Just my personal thoughts. HF out of undergrad is a no brainer if and only if it's a large AUM, established fund (>$10b) and you are sure you want to go down the HF route. Biggest drawback clearly is you become pigeonholed to HFs from the get go which is why I recommend being sure you want to go down that path. The obvious comparison is IB > PE > HF. I think starting from undergrad is effectively just accelerating you to that last stage and I think most people who have gone down that classic path do end up staying in HF for the long haul anyway. Everyone gets 'pigeonholed' at some point. IB > PE > HF just delays this by giving you time to explore what might fit you best. To most people that's important because honestly who knows what you like when you're in college. But to some who are clear about it, might as well jump in with two feet. I personally would take such an opportunity if it came to me as I do believe there is value in learning to think like an investor or just being familiar with stocks which can put you ahead of some of your peers (3-4 years is a long time in the HF world). In reality though - large AUM HF seats right out of undergrad are just so rare (if they even exist) and so IB is the best bet out of undergrad. Definitely would not want to go to a small HF out of undergrad versus BB IB for example. 

Mar 26, 2021 - 11:10pm

Yeah this makes a lot of sense. But what exactly causes this pigeonholing? It's very difficult to get into a HF out of undergrad, so why would it be hard to pivot into different roles later on? Is it because of how specialized the HF skillset is? 

Mar 27, 2021 - 12:08am

Read, read, read and read some more. Listen to podcasts like "masters in business" everyone always says read.

Also your response above was pretty brutal wont lie (not being mean). Your username is poker related so guessing you into it. So have some risk skills.

Think of your pitch as "a hand of poker" what cards you have, whats out there what scenarios you look at (based on river etc..). Start to be much more direct in the way you see the market and how you could model it out.

Mar 27, 2021 - 10:16am

I've tried poker, I've tried investing, and poker is by far the easier of the two. In poker there's a defined winning strategy. If you stick to it, you will make money. If you deviate from it, you can make even more money. Your enemies are mainly dumb gamblers and low level thinkers. 

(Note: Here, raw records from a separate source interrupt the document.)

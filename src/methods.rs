//! Method resolution: map (receiver type, method name, visible interfaces)
//! to one concrete method body. Inherent implementations win unconditionally;
//! interface methods are only reachable through interfaces explicitly made
//! visible at the call site.

use uuid::Uuid;

use crate::decl::{ImplRecord, MethodBody, TypeExpr, Value};
use crate::diagnostics::ResolveError;
use crate::solver::BoundSolver;
use crate::table::DeclTable;

/// Where a resolved body came from.
#[derive(Debug, Clone, PartialEq, Eq)]
pub enum MethodOrigin {
    Inherent,
    Override { interface: String },
    Default { interface: String },
}

#[derive(Debug, Clone)]
pub struct ResolvedMethod {
    pub body: MethodBody,
    pub origin: MethodOrigin,
    /// The ImplRecord the resolution went through.
    pub source_impl: Uuid,
}

impl ResolvedMethod {
    pub fn invoke(&self, args: &[Value]) -> Value {
        self.body.invoke(args)
    }
}

pub struct MethodResolver<'a> {
    table: &'a DeclTable,
}

impl<'a> MethodResolver<'a> {
    pub fn new(table: &'a DeclTable) -> Self {
        Self { table }
    }

    /// Resolve `method` on a value of static type `receiver`, with the given
    /// interfaces visible at the call site. Referentially transparent for a
    /// fixed table and visibility set.
    pub fn resolve(
        &self,
        receiver: &TypeExpr,
        method: &str,
        visible: &[&str],
    ) -> Result<ResolvedMethod, ResolveError> {
        let head = receiver
            .head_name()
            .ok_or_else(|| ResolveError::no_such_method(receiver.to_string(), method))?;
        self.table.lookup_type(head)?;
        let solver = BoundSolver::new(self.table);

        // (1) Inherent implementations win unconditionally. More than one
        // hit means the coherence checker failed its non-overlap guarantee.
        let inherent: Vec<&ImplRecord> = self
            .table
            .impls_for(head)
            .filter(|rec| rec.interface.is_none() && rec.methods.contains_key(method))
            .filter(|rec| covers(rec, receiver))
            .collect();
        if inherent.len() > 1 {
            return Err(ResolveError::AmbiguousInherentMethod {
                receiver: receiver.to_string(),
                method: method.to_string(),
            });
        }
        if let Some(rec) = inherent.first() {
            let body = rec.methods[method].clone();
            return Ok(ResolvedMethod { body, origin: MethodOrigin::Inherent, source_impl: rec.id });
        }

        // (2) Interfaces explicitly brought into scope, in visibility order.
        for iface_name in visible {
            let iface = self.table.lookup_interface(iface_name)?;
            if !iface.has_method(method) {
                continue;
            }
            if let Some((rec, _)) = solver.matching_impl(receiver, iface_name, &[]) {
                if let Some(body) = rec.methods.get(method) {
                    return Ok(ResolvedMethod {
                        body: body.clone(),
                        origin: MethodOrigin::Override { interface: iface.name.clone() },
                        source_impl: rec.id,
                    });
                }
                if let Some(default) = iface.default_body(method) {
                    return Ok(ResolvedMethod {
                        body: default.clone(),
                        origin: MethodOrigin::Default { interface: iface.name.clone() },
                        source_impl: rec.id,
                    });
                }
            }
        }

        // (3) An implementation exists, but its interface was not brought
        // into scope: capability-bringing is explicit, never ambient.
        for rec in self.table.impls_for(head) {
            let Some(iface_name) = rec.interface.as_deref() else {
                continue;
            };
            if visible.contains(&iface_name) || !covers(rec, receiver) {
                continue;
            }
            let iface = self.table.lookup_interface(iface_name)?;
            if iface.has_method(method)
                && (rec.methods.contains_key(method) || iface.defaults.contains_key(method))
            {
                return Err(ResolveError::MethodNotInScope {
                    receiver: receiver.to_string(),
                    method: method.to_string(),
                    interface: iface_name.to_string(),
                });
            }
        }

        // (4) Zero candidates anywhere.
        Err(ResolveError::no_such_method(receiver.to_string(), method))
    }
}

/// Whether an implementation's (possibly generic) target covers the concrete
/// receiver type.
fn covers(rec: &ImplRecord, receiver: &TypeExpr) -> bool {
    let mut bindings = std::collections::HashMap::new();
    crate::coherence::unify(&rec.target, receiver, &mut bindings)
}
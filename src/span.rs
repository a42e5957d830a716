use serde::{Deserialize, Serialize};

/// Byte-offset span in the front-end's source, carried on every declaration.
#[derive(Debug, Clone, Copy, PartialEq, Eq, Serialize, Deserialize)]
pub struct Span {
    pub start: usize,
    pub end: usize,
    pub file_id: u32,
}

impl Span {
    pub fn new(start: usize, end: usize) -> Self {
        Self { start, end, file_id: 0 }
    }

    pub fn with_file(start: usize, end: usize, file_id: u32) -> Self {
        Self { start, end, file_id }
    }

    /// Span for synthetic declarations (derived implementations, builtins).
    pub fn dummy() -> Self {
        Self { start: 0, end: 0, file_id: 0 }
    }
}

/// A value annotated with its source span.
#[derive(Debug, Clone, PartialEq, Serialize, Deserialize)]
pub struct Spanned<T> {
    pub node: T,
    pub span: Span,
}

impl<T> Spanned<T> {
    pub fn new(node: T, span: Span) -> Self {
        Self { node, span }
    }

    pub fn dummy(node: T) -> Self {
        Self { node, span: Span::dummy() }
    }
}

The stock market is a different beast. Everyone is out there grinding trying to squeeze out an edge, and you need to spend days to weeks thinking through an idea and there's no objective way to tell if your strategy is winning or you're just plain lucky. 

Mar 27, 2021 - 8:03am

It's pretty funny, because the way things work is once you get a buyside job out of undergrad, you can just immediately "give up" after all that hard work. You don't need to know anything about markets and there's definitely not any more work to do. What actually happens is everyone just addresses you as a "baller" and tells you how awesome and prestigious you are everyday of your life, and pay you more than you can ever dream of. You win.

Mar 27, 2021 - 10:21am

I know in my post I come across as naive and uninformed (which I am) but I'm still a freshman and have a long ways to go. I want to be in an environment where you're rewarded based on skill and not schmoozing. I think I'm intelligent enough to figure things out, even if I don't know them at the moment. 

Maybe I don't want a buyside gig and it's different from what I imagine. Worst case scenario I'm overprepared to go into IB, and can probably even pivot into tech or startups since I'm planning on taking quantitative courses. I don't know what I will want in the future, but I know what I want now and I'm taking steps to go there. 

Mar 27, 2021 - 11:23am

Yes you have a lot of time as a freshman, but I think if you're going to go any of those routes you're much better off committing 100% to what you are doing. The sooner you can adjust your attitude to what the reality will be like the better. People who are still 'figuring it out' by the time they show up on the job usually end up in bschool.